Material provided ▸

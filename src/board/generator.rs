//! Constrained-random board generation.
//!
//! Generation runs in two phases:
//!
//! 1. **Guarantee**: every gap gets one rung, so every column pair is
//!    connected. Each gap tries up to `2 * rows` random rows, preferring
//!    rows not already used by another gap's guaranteed rung. If none fit
//!    the rung is forced onto a random row that still respects adjacency.
//! 2. **Fill**: extra rungs are scattered at random until the requested
//!    count is reached or `10 * requested` attempts have been spent.
//!
//! Adjacency is never traded away. Running out of fill attempts only makes
//! the board sparser, and is reported through [`GenerationReport::degraded`].

use log::{debug, warn};
use serde::{Deserialize, Serialize};
use smallvec::SmallVec;

use super::Board;
use crate::core::{BoardSpec, LadderError, RandomSource, Result};

/// Row picks per gap in the guarantee phase, as a multiple of `rows`.
const GUARANTEE_ATTEMPTS_PER_ROW: usize = 2;

/// Fill attempts per requested extra rung.
const FILL_ATTEMPTS_PER_RUNG: usize = 10;

/// The fill phase stopped short of its target.
///
/// Informational only: the board is valid and usable.
#[derive(Clone, Copy, Debug, PartialEq, Eq, Serialize, Deserialize)]
pub struct Degradation {
    /// Extra rungs the fill phase was asked for.
    pub requested: usize,
    /// Extra rungs it managed to place.
    pub placed: usize,
}

/// Diagnostics from one generation run.
#[derive(Clone, Debug, Default, PartialEq, Eq, Serialize, Deserialize)]
pub struct GenerationReport {
    /// Rungs placed by the guarantee phase (one per gap).
    pub guaranteed: usize,

    /// Guarantee rungs that had to ignore the distinct-row preference.
    pub forced: usize,

    /// Extra rungs requested from the fill phase.
    pub requested_additional: usize,

    /// Extra rungs actually placed.
    pub placed_additional: usize,

    /// Set when the fill phase ran out of attempts.
    pub degraded: Option<Degradation>,
}

impl GenerationReport {
    /// Total rungs on the generated board.
    #[must_use]
    pub fn total_rungs(&self) -> usize {
        self.guaranteed + self.placed_additional
    }

    /// Did the fill phase fall short?
    #[must_use]
    pub fn is_degraded(&self) -> bool {
        self.degraded.is_some()
    }
}

/// Produces boards from a [`BoardSpec`] and a random source.
///
/// Given the same spec and an identically seeded source, the output is
/// bit-identical.
#[derive(Clone, Copy, Debug, Default)]
pub struct BoardGenerator;

impl BoardGenerator {
    /// Generate a board.
    ///
    /// Fails with `InvalidArgument` if the spec is below the minimum size
    /// or cannot satisfy adjacency and coverage together.
    pub fn generate<R: RandomSource + ?Sized>(
        spec: &BoardSpec,
        rng: &mut R,
    ) -> Result<(Board, GenerationReport)> {
        spec.validate()?;

        let mut board = Board::empty(spec.columns, spec.rows);
        let mut report = GenerationReport::default();

        Self::guarantee_phase(&mut board, rng, &mut report)?;

        let additional = Self::additional_rungs(spec, rng);
        Self::fill_phase(&mut board, rng, additional, &mut report);

        debug!(
            "generated {}x{} board: {} guaranteed ({} forced), {}/{} extra",
            spec.columns,
            spec.rows,
            report.guaranteed,
            report.forced,
            report.placed_additional,
            report.requested_additional
        );
        Ok((board, report))
    }

    fn guarantee_phase<R: RandomSource + ?Sized>(
        board: &mut Board,
        rng: &mut R,
        report: &mut GenerationReport,
    ) -> Result<()> {
        let rows = board.rows();
        let attempts = rows * GUARANTEE_ATTEMPTS_PER_ROW;
        let mut guarantee_rows = vec![false; rows];

        for gap in 0..board.gaps() {
            let picked = (0..attempts)
                .map(|_| rng.gen_index(rows))
                .find(|&y| !guarantee_rows[y] && board.can_place(y, gap));

            let row = match picked {
                Some(y) => y,
                None => {
                    let candidates: SmallVec<[usize; 16]> =
                        (0..rows).filter(|&y| board.can_place(y, gap)).collect();
                    if candidates.is_empty() {
                        return Err(LadderError::InvalidArgument(format!(
                            "no row can hold a rung for gap {gap}"
                        )));
                    }
                    let y = candidates[rng.gen_index(candidates.len())];
                    warn!("gap {gap}: no free row after {attempts} picks, forcing row {y}");
                    report.forced += 1;
                    y
                }
            };

            board.place(row, gap);
            guarantee_rows[row] = true;
            report.guaranteed += 1;
        }
        Ok(())
    }

    /// Extra rungs beyond one per gap.
    fn additional_rungs<R: RandomSource + ?Sized>(spec: &BoardSpec, rng: &mut R) -> usize {
        let gaps = spec.gaps();
        let capacity = spec.rows * gaps;
        if spec.randomize {
            let (_, max) = spec.rung_bounds();
            rng.gen_inclusive(0, max)
                .saturating_sub(gaps)
                .min(capacity - gaps)
        } else {
            spec.target_rungs.clamp(gaps, capacity) - gaps
        }
    }

    fn fill_phase<R: RandomSource + ?Sized>(
        board: &mut Board,
        rng: &mut R,
        additional: usize,
        report: &mut GenerationReport,
    ) {
        report.requested_additional = additional;
        let budget = additional * FILL_ATTEMPTS_PER_RUNG;
        let mut placed = 0;
        let mut attempts = 0;

        while placed < additional && attempts < budget {
            let y = rng.gen_index(board.rows());
            let x = rng.gen_index(board.gaps());
            if board.can_place(y, x) {
                board.place(y, x);
                placed += 1;
            }
            attempts += 1;
        }

        report.placed_additional = placed;
        if placed < additional {
            warn!("fill phase placed {placed} of {additional} extra rungs");
            report.degraded = Some(Degradation {
                requested: additional,
                placed,
            });
        }
    }
}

What is required ▸ Look through the entries above and copy each line that has "Degradation" in it.

Result ▸
pub struct Degradation {
    pub degraded: Option<Degradation>,
            report.degraded = Some(Degradation {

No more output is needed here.